Le gardien qui veille sur le sanctuaire au quotidien, est un intermédiaire entre les visiteurs et la puissance du lieu. Sa présence n'est pas une mise en scène : il porte une transmission, une connaissance du terrain énergétique de Fovu que des siècles de pratique ont affinée. L'ignorer au profit d'une visite touristique serait passer à côté de l'essentiel.

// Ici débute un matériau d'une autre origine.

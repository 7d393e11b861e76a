//! Report formatter for executed runners
//!
//! Produces the per-test status lines, the captured output blocks and the
//! pass/fail summary.

use std::io::{self, Write};

use bitflags::bitflags;

use crate::models::{RunSummary, Runner, Suite, Test, TestOutcome};

const GREEN: &str = "\x1b[0;32m";
const RED: &str = "\x1b[0;31m";
const RESET: &str = "\x1b[0m";

bitflags! {
    /// Report options, freely combinable
    #[derive(Clone, Copy, Debug, Default, PartialEq, Eq, Hash)]
    pub struct ReportFlags: u32 {
        /// Do not print captured output of failing tests
        const SUPPRESS_FAILURE_OUTPUT = 1;
        /// Do not print captured output of passing tests
        const SUPPRESS_SUCCESS_OUTPUT = 2;
        /// Suite-grouped tree layout
        const VERBOSE = 4;
        /// ANSI colour around status markers
        const COLOURS = 8;
    }
}

/// Result formatter
pub struct ReportFormatter {
    flags: ReportFlags,
}

impl ReportFormatter {
    pub fn new(flags: ReportFlags) -> Self {
        Self { flags }
    }

    pub fn flags(&self) -> ReportFlags {
        self.flags
    }

    fn verbose(&self) -> bool {
        self.flags.contains(ReportFlags::VERBOSE)
    }

    fn paint(&self, text: &str, colour: &str) -> String {
        if self.flags.contains(ReportFlags::COLOURS) {
            format!("{colour}{text}{RESET}")
        } else {
            text.to_string()
        }
    }

    fn outcome_colour(outcome: TestOutcome) -> &'static str {
        if outcome.is_success() {
            GREEN
        } else {
            RED
        }
    }

    /// Format the complete report
    pub fn format(&self, runner: &Runner) -> String {
        let mut output = format!("running {} tests\n", runner.test_count());

        for suite in runner.suites() {
            output.push_str(&self.format_suite(suite));
        }

        for (suite, test) in runner.iter_tests() {
            if let Some(block) = self.format_output_block(suite, test) {
                output.push_str(&block);
            }
        }

        output.push_str(&self.format_summary(&RunSummary::from_runner(runner)));
        output
    }

    /// Write the complete report to `writer`
    pub fn write_to(&self, runner: &Runner, writer: &mut impl Write) -> io::Result<()> {
        writer.write_all(self.format(runner).as_bytes())?;
        writer.flush()
    }

    /// Print the complete report to stdout
    pub fn print(&self, runner: &Runner) -> io::Result<()> {
        self.write_to(runner, &mut io::stdout().lock())
    }

    fn format_suite(&self, suite: &Suite) -> String {
        let mut output = String::new();

        if self.verbose() {
            output.push_str(&format!("\n{}:\n", suite.name()));
        }
        for test in suite.tests() {
            output.push_str(&self.format_status_line(suite, test));
            output.push('\n');
        }

        output
    }

    /// Status line of a single test, without trailing newline
    pub fn format_status_line(&self, suite: &Suite, test: &Test) -> String {
        let outcome = test.outcome();
        let colour = Self::outcome_colour(outcome);

        if self.verbose() {
            let marker = format!("{} {}", outcome.symbol(), test.name());
            format!("\t{}", self.paint(&marker, colour))
        } else {
            format!(
                "{}:{} ... {}",
                suite.name(),
                test.name(),
                self.paint(&outcome.to_string(), colour)
            )
        }
    }

    fn format_output_block(&self, suite: &Suite, test: &Test) -> Option<String> {
        let outcome = test.outcome();
        let suppressed = match outcome {
            TestOutcome::NotRun => return None,
            TestOutcome::Passed => self.flags.contains(ReportFlags::SUPPRESS_SUCCESS_OUTPUT),
            TestOutcome::Failed(_) => self.flags.contains(ReportFlags::SUPPRESS_FAILURE_OUTPUT),
        };
        if suppressed || (outcome.is_success() && test.stdout().is_none()) {
            return None;
        }

        let mut output = format!(
            "\n=============== {}:{} ===============\n",
            suite.name(),
            test.name()
        );
        if self.verbose() {
            if let Some(code) = test.result() {
                output.push_str(&format!("exit code: {code}\n"));
            }
        }
        output.push_str("stdout:\n");
        output.push_str(&indent_capture(test.stdout(), 1));
        output.push_str("stderr:\n");
        output.push_str(&indent_capture(test.stderr(), 1));

        Some(output)
    }

    /// Format the pass/fail summary
    pub fn format_summary(&self, summary: &RunSummary) -> String {
        if !self.verbose() {
            return format!("\nSUMMARY: {summary}\n");
        }

        let mut output = String::from("\nSUMMARY:\n");
        output.push_str(&format!(
            "  {}\n",
            self.paint(&format!("✓ {} passed", summary.passed), GREEN)
        ));
        output.push_str(&format!(
            "  {}\n",
            self.paint(&format!("✗ {} failed", summary.failed), RED)
        ));
        if summary.not_run > 0 {
            output.push_str(&format!("  ○ {} not run\n", summary.not_run));
        }
        output
    }
}

impl Default for ReportFormatter {
    fn default() -> Self {
        Self::new(ReportFlags::empty())
    }
}

/// Indent captured bytes by `depth` tabs, re-indenting embedded lines
fn indent_capture(capture: Option<&[u8]>, depth: usize) -> String {
    let prefix = "\t".repeat(depth);
    let text = match capture {
        Some(bytes) => String::from_utf8_lossy(bytes),
        None => return format!("{prefix}(no output)\n"),
    };

    let mut output = String::new();
    for line in text.lines() {
        output.push_str(&prefix);
        output.push_str(line);
        output.push('\n');
    }
    output
}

Fovu accueille des milliers de pèlerins chaque année, venant parfois de l'étranger. Ils viennent pour des guérisons, des prières, des libations, des demandes de clarté dans des moments de choix importants. La diversité de ces intentions, et la réputation constante du lieu à travers les siècles, disent quelque chose d'objectif sur sa nature : Fovu répond. Pas toujours comme on l'attend. Mais il répond.

Nos montagnes ont été sculptées par le feu. Nos dolmens vibrent dans le silence de la nuit. Et Fovu, au cœur du royaume de Baham, est le lieu où la Terre elle-même nous a laissé une porte. Une porte que nos ancêtres ont trouvée, gardée, transmise. Une porte qui nous appartient encore.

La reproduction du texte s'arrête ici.